Il me semble que l’amour de notre chère Tunisie et son engagement pour lui assurer une parole libre et souveraine sont typiques de la mentalité de nos concitoyens, bien instruits et diplômés, dont la jeunesse est souvent au chômage. Grâce à la « Révolution du jasmin », le pays a retrouvé ses assises : le bon vivre, la gentillesse, la générosité toujours accompagnée de convivialité et de finesse. Le commun des mortels tunisien a horreur du chaos. Il préfère vivre en paix et en bon voisinage. Rien ne le perturbe que le chômage, l’injustice, le despotisme. Une éthique sociale malgré les avatars de l’histoire.
Ceci n’est pas un rêve ! C’est la réputation dont on nous affuble partout à travers le monde. Toujours la tolérance, le moyen terme dans les différentes étapes, le consensus laborieusement achevé. Il faut espérer que ces caractéristiques ne soient pas gâchées par les extrémistes de tous bords. Sauvegardons le respect mutuel et la modération dans les négociations.

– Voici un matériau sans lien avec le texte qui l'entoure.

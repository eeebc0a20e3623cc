//! Repository index, manifest-driven resync and cleanup.

#[cfg(test)]
mod tests {
  use pretty_assertions::assert_eq;

  use crate::{
    domain::mode::ChunkingMode,
    service::{
      __tests__::helpers::{EngineTestContext, prose},
      repo::RepoIndexRequest,
      status::RunPhase,
    },
    store::MetadataFilter,
  };

  fn request(ctx: &EngineTestContext) -> RepoIndexRequest {
    RepoIndexRequest::new("octo/docs", "main", ctx.root(), ChunkingMode::Gist)
  }

  async fn repo_ids(ctx: &EngineTestContext) -> Vec<String> {
    let filter = MetadataFilter::Repo {
      repository: "octo/docs".to_string(),
      branch: "main".to_string(),
    };
    let mut ids: Vec<String> = ctx
      .engine
      .stores()
      .for_mode(ChunkingMode::Gist)
      .get_by_metadata(&filter)
      .await
      .unwrap()
      .into_iter()
      .map(|c| c.id)
      .collect();
    ids.sort();
    ids
  }

  #[tokio::test]
  async fn test_repo_index_writes_manifest_and_repo_ids() {
    let ctx = EngineTestContext::new();
    ctx.write("README.md", &prose("onboarding"));
    ctx.write("guide/setup.md", &prose("installation"));

    let report = ctx.engine.repo_index(request(&ctx)).await.unwrap();

    assert_eq!(report.phase, RunPhase::Completed);
    assert_eq!(report.indexed, 2);
    assert_eq!(
      repo_ids(&ctx).await,
      vec![
        "octo/docs@main:README.md-1".to_string(),
        "octo/docs@main:guide/setup.md-1".to_string(),
      ]
    );

    let summary = ctx.engine.manifest_summary("octo/docs", "main").unwrap();
    assert!(summary.has_manifest);
    assert_eq!(summary.file_count, 2);
    assert_eq!(summary.last_commit_sha.as_deref(), Some("unknown"));
    // repository files never enter the change detector
    assert!(ctx.engine.detector().is_empty());
  }

  #[tokio::test]
  async fn test_repo_sync_applies_manifest_diff() {
    let ctx = EngineTestContext::new();
    let readme = ctx.write("README.md", &prose("onboarding"));
    let setup = ctx.write("guide/setup.md", &prose("installation"));
    ctx.engine.repo_index(request(&ctx)).await.unwrap();

    std::fs::write(&readme, prose("onboarding for new staff")).unwrap();
    std::fs::remove_file(&setup).unwrap();
    ctx.write("guide/faq.md", &prose("common questions"));

    let changes = ctx.engine.detect_repo_changes(&request(&ctx)).await.unwrap();
    assert_eq!(changes.added, vec!["guide/faq.md".to_string()]);
    assert_eq!(changes.modified, vec!["README.md".to_string()]);
    assert_eq!(changes.removed, vec!["guide/setup.md".to_string()]);

    let report = ctx.engine.repo_sync(request(&ctx)).await.unwrap();
    assert_eq!(
      report.message,
      "Repository sync complete: 1 added, 1 modified, 1 removed, 0 failed"
    );
    assert_eq!(
      repo_ids(&ctx).await,
      vec![
        "octo/docs@main:README.md-1".to_string(),
        "octo/docs@main:guide/faq.md-1".to_string(),
      ]
    );

    let again = ctx.engine.detect_repo_changes(&request(&ctx)).await.unwrap();
    assert!(again.is_empty());
  }

  #[tokio::test]
  async fn test_repo_sync_drops_manifest_entry_of_skipped_file() {
    let ctx = EngineTestContext::new();
    let readme = ctx.write("README.md", &prose("onboarding"));
    ctx.write("guide/setup.md", &prose("installation"));
    ctx.engine.repo_index(request(&ctx)).await.unwrap();
    assert_eq!(ctx.engine.manifest_summary("octo/docs", "main").unwrap().file_count, 2);

    std::fs::write(&readme, "hi").unwrap();
    let report = ctx.engine.repo_sync(request(&ctx)).await.unwrap();

    assert_eq!(report.phase, RunPhase::Completed);
    assert_eq!(report.skipped, 1);
    assert_eq!(repo_ids(&ctx).await, vec!["octo/docs@main:guide/setup.md-1".to_string()]);
    assert_eq!(ctx.engine.manifest_summary("octo/docs", "main").unwrap().file_count, 1);

    // no entry left, so the file reads as new rather than unchanged
    let changes = ctx.engine.detect_repo_changes(&request(&ctx)).await.unwrap();
    assert_eq!(changes.added, vec!["README.md".to_string()]);
    assert!(changes.modified.is_empty());
  }

  #[tokio::test]
  async fn test_repo_index_keeps_skipped_files_out_of_manifest() {
    let ctx = EngineTestContext::new();
    let readme = ctx.write("README.md", &prose("onboarding"));
    ctx.write("guide/setup.md", &prose("installation"));
    ctx.engine.repo_index(request(&ctx)).await.unwrap();

    std::fs::write(&readme, "hi").unwrap();
    let report = ctx.engine.repo_index(request(&ctx)).await.unwrap();

    assert_eq!(report.skipped, 1);
    assert_eq!(ctx.engine.manifest_summary("octo/docs", "main").unwrap().file_count, 1);
  }

  #[tokio::test]
  async fn test_cancelled_repo_index_leaves_manifest_untouched() {
    let ctx = EngineTestContext::new();
    ctx.write("a.md", &prose("alpha"));
    ctx.write("b.md", &prose("bravo"));
    ctx.write("c.md", &prose("charlie"));
    ctx.embedder.cancel_after(1);

    let report = ctx.engine.repo_index(request(&ctx)).await.unwrap();

    assert_eq!(report.phase, RunPhase::Cancelled);
    assert!(report.message.contains("cancelled and rolled back"));
    assert!(repo_ids(&ctx).await.is_empty());
    let summary = ctx.engine.manifest_summary("octo/docs", "main").unwrap();
    assert!(!summary.has_manifest);
  }

  #[tokio::test]
  async fn test_forget_repo_deletes_rows_and_manifests() {
    let ctx = EngineTestContext::new();
    ctx.write("README.md", &prose("onboarding"));
    ctx.engine.repo_index(request(&ctx)).await.unwrap();
    ctx
      .engine
      .repo_index(RepoIndexRequest::new("octo/docs", "dev", ctx.root(), ChunkingMode::Gist))
      .await
      .unwrap();
    assert_eq!(ctx.engine.list_manifests(Some("octo/docs")).unwrap().len(), 2);

    let removed = ctx.engine.forget_repo("octo/docs").await.unwrap();

    assert_eq!(removed, 2);
    assert!(ctx.engine.list_manifests(None).unwrap().is_empty());
    assert_eq!(ctx.row_count(ChunkingMode::Gist).await, 0);
  }
}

Et avançons, à pas sûrs, vers la Démocratie, non pas en imitant les autres, mais la nôtre, fabriquée Maison tunisienne… de notre façon de vivre et de mourir.
Si je termine ce texte par un certain optimisme, c’est surtout parce je pense que notre pays est dans de bonnes mains, celle du Premier Ministre Si Béji Caïd Essebsi, un homme de sagesse et d’expérience. Il a montré, plus d’une fois, qu’il a su relever le défi de la Transition – pas facile à opérer – avec doigté et diplomatie. Toujours à l’écoute, il a surtout à cœur l’intérêt du pays, et la réalisation des objectifs de la Révolution. Donnons-lui le temps pour que notre patience et ses efforts soient bénéfiques au destin de la Nouvelle Tunisie.
(1) Lina Ben Mhenni, Tunisian Girl, Blogueuse pour un printemps arabe, Indigène Éditions, Montpellier, France, juin 2011, 32pp. Prix : 3 Euros.